O Brasil e o Pirls
Por: Instituto João e Maria Backheuser| Notícias| 03/07/2023A estreia do Brasil na principal avaliação internacional de leitura – o Pirls – aponta para um cenário bastante preocupante: a habilidade de leitura de crianças brasileiras está entre as piores do mundo. Na comparação com 65 países ou regiões, os brasileiros estão na lanterna, ficando à frente apenas de Jordânia, Egito, Irã, Marrocos e África do Sul. No ranking geral, o Brasil está bem abaixo da média e atrás de países como Turquia, Azerbaijão e Omã. Os melhores desempenhos são de Singapura, Irlanda, Hong Kong, Rússia e Inglaterra.

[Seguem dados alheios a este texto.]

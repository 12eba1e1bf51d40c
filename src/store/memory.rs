//! In-memory [`Store`] implementation for tests and embedding.
//!
//! Uses `BTreeMap`s behind `std::sync::RwLock`. Chunks are keyed by id so
//! keyset pagination falls out of the map order.

use std::collections::{BTreeMap, HashSet};
use std::sync::atomic::{AtomicU64, Ordering};
use std::sync::{RwLock, RwLockReadGuard, RwLockWriteGuard};

use anyhow::{anyhow, bail, Result};
use async_trait::async_trait;

use crate::models::{Chunk, Source};

use super::{ChunkFilter, SourceFilter, Store};

#[derive(Default)]
pub struct InMemoryStore {
    sources: RwLock<BTreeMap<String, Source>>,
    chunks: RwLock<BTreeMap<String, Chunk>>,
    writes: AtomicU64,
}

impl InMemoryStore {
    pub fn new() -> Self {
        Self::default()
    }

    /// Number of mutating calls that changed state.
    pub fn write_count(&self) -> u64 {
        self.writes.load(Ordering::SeqCst)
    }

    fn wrote(&self) {
        self.writes.fetch_add(1, Ordering::SeqCst);
    }
}

fn read<T>(lock: &RwLock<T>) -> Result<RwLockReadGuard<'_, T>> {
    lock.read().map_err(|_| anyhow!("in-memory store lock poisoned"))
}

fn write<T>(lock: &RwLock<T>) -> Result<RwLockWriteGuard<'_, T>> {
    lock.write().map_err(|_| anyhow!("in-memory store lock poisoned"))
}

fn owned_by(sources: &BTreeMap<String, Source>, source_id: &str, owner_id: Option<&str>) -> bool {
    match owner_id {
        None => true,
        Some(owner) => sources
            .get(source_id)
            .map(|s| s.owner_id == owner)
            .unwrap_or(false),
    }
}

fn scan_sources<F>(sources: &BTreeMap<String, Source>, filter: &SourceFilter, keep: F) -> Vec<Source>
where
    F: Fn(&Source) -> bool,
{
    sources
        .values()
        .filter(|s| filter.owner_id.as_deref().map_or(true, |o| s.owner_id == o))
        .filter(|s| filter.after_id.as_deref().map_or(true, |a| s.id.as_str() > a))
        .filter(|s| keep(s))
        .take(filter.limit)
        .cloned()
        .collect()
}

#[async_trait]
impl Store for InMemoryStore {
    async fn upsert_source(&self, source: &Source) -> Result<()> {
        write(&self.sources)?.insert(source.id.clone(), source.clone());
        self.wrote();
        Ok(())
    }

    async fn get_source(&self, id: &str) -> Result<Option<Source>> {
        Ok(read(&self.sources)?.get(id).cloned())
    }

    async fn delete_source(&self, id: &str) -> Result<bool> {
        let removed = write(&self.sources)?.remove(id).is_some();
        write(&self.chunks)?.retain(|_, c| c.source_id != id);
        if removed {
            self.wrote();
        }
        Ok(removed)
    }

    async fn insert_chunk(&self, chunk: &Chunk) -> Result<()> {
        let mut chunks = write(&self.chunks)?;
        if chunks
            .values()
            .any(|c| c.source_id == chunk.source_id && c.chunk_index == chunk.chunk_index)
        {
            bail!(
                "chunk index {} already exists for source {}",
                chunk.chunk_index,
                chunk.source_id
            );
        }
        chunks.insert(chunk.id.clone(), chunk.clone());
        self.wrote();
        Ok(())
    }

    async fn delete_chunks_by_source(&self, source_id: &str) -> Result<u64> {
        let mut chunks = write(&self.chunks)?;
        let before = chunks.len();
        chunks.retain(|_, c| c.source_id != source_id);
        let removed = (before - chunks.len()) as u64;
        if removed > 0 {
            self.wrote();
        }
        Ok(removed)
    }

    /// All-or-nothing: the new set is checked before anything is removed.
    async fn replace_chunks(&self, source_id: &str, new_chunks: &[Chunk]) -> Result<u64> {
        let mut indices = HashSet::new();
        for chunk in new_chunks {
            if chunk.source_id != source_id {
                bail!("chunk {} belongs to source {}", chunk.id, chunk.source_id);
            }
            if !indices.insert(chunk.chunk_index) {
                bail!(
                    "chunk index {} already exists for source {}",
                    chunk.chunk_index,
                    source_id
                );
            }
        }

        let mut chunks = write(&self.chunks)?;
        if let Some(c) = new_chunks.iter().find(|c| {
            chunks
                .get(&c.id)
                .map_or(false, |existing| existing.source_id != source_id)
        }) {
            bail!("chunk id {} already in use", c.id);
        }
        let before = chunks.len();
        chunks.retain(|_, c| c.source_id != source_id);
        let removed = (before - chunks.len()) as u64;
        for chunk in new_chunks {
            chunks.insert(chunk.id.clone(), chunk.clone());
        }
        if removed > 0 || !new_chunks.is_empty() {
            self.wrote();
        }
        Ok(removed)
    }

    async fn chunks_by_source(&self, source_id: &str) -> Result<Vec<Chunk>> {
        let mut out: Vec<Chunk> = read(&self.chunks)?
            .values()
            .filter(|c| c.source_id == source_id)
            .cloned()
            .collect();
        out.sort_by_key(|c| c.chunk_index);
        Ok(out)
    }

    async fn list_chunks(&self, filter: &ChunkFilter) -> Result<Vec<Chunk>> {
        let sources = read(&self.sources)?;
        let chunks = read(&self.chunks)?;
        Ok(chunks
            .values()
            .filter(|c| filter.after_id.as_deref().map_or(true, |a| c.id.as_str() > a))
            .filter(|c| !filter.pending_only || c.embedding.is_none())
            .filter(|c| owned_by(&sources, &c.source_id, filter.owner_id.as_deref()))
            .take(filter.limit)
            .cloned()
            .collect())
    }

    async fn update_chunk_embedding(&self, chunk_id: &str, vector: &[f32]) -> Result<()> {
        let mut chunks = write(&self.chunks)?;
        let chunk = chunks
            .get_mut(chunk_id)
            .ok_or_else(|| anyhow!("chunk not found: {}", chunk_id))?;
        chunk.embedding = Some(vector.to_vec());
        self.wrote();
        Ok(())
    }

    async fn count_chunks(&self, owner_id: Option<&str>, embedded: bool) -> Result<u64> {
        let sources = read(&self.sources)?;
        let chunks = read(&self.chunks)?;
        Ok(chunks
            .values()
            .filter(|c| c.embedding.is_some() == embedded)
            .filter(|c| owned_by(&sources, &c.source_id, owner_id))
            .count() as u64)
    }

    async fn sources_without_chunks(&self, filter: &SourceFilter) -> Result<Vec<Source>> {
        let sources = read(&self.sources)?;
        let chunks = read(&self.chunks)?;
        let with_chunks: HashSet<&str> = chunks.values().map(|c| c.source_id.as_str()).collect();
        Ok(scan_sources(&sources, filter, |s| {
            !with_chunks.contains(s.id.as_str())
        }))
    }

    async fn sources_with_pending_summary(&self, filter: &SourceFilter) -> Result<Vec<Source>> {
        let sources = read(&self.sources)?;
        Ok(scan_sources(&sources, filter, |s| {
            s.summary.is_some() && s.summary_embedding.is_none()
        }))
    }

    async fn update_summary_embedding(&self, source_id: &str, vector: &[f32]) -> Result<()> {
        let mut sources = write(&self.sources)?;
        let source = sources
            .get_mut(source_id)
            .ok_or_else(|| anyhow!("source not found: {}", source_id))?;
        source.summary_embedding = Some(vector.to_vec());
        self.wrote();
        Ok(())
    }

    async fn count_summaries(&self, owner_id: Option<&str>, embedded: bool) -> Result<u64> {
        Ok(read(&self.sources)?
            .values()
            .filter(|s| s.summary.is_some())
            .filter(|s| s.summary_embedding.is_some() == embedded)
            .filter(|s| owner_id.map_or(true, |o| s.owner_id == o))
            .count() as u64)
    }
}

Desde 2001, o Progress in International Reading Literacy Study (Pirls) investiga a compreensão de leitura e o contexto de aprendizagem, em vários países, do 4º ano do Ensino Fundamental – etapa em que se espera que o estudante esteja alfabetizado e saiba ler para seguir adiante. São avaliados compreensão de textos, capacidade de localizar informações, interpretação e análises críticas do conteúdo. A partir de 625 pontos, o estudante está em nível avançado; a partir de 550, alto; de 475, intermediário; e de 400, básico. A iniciativa é da International Association for the Evaluation of Educational Achievement, que reúne instituições e pesquisadores que visam à melhoria da educação em todo o mundo.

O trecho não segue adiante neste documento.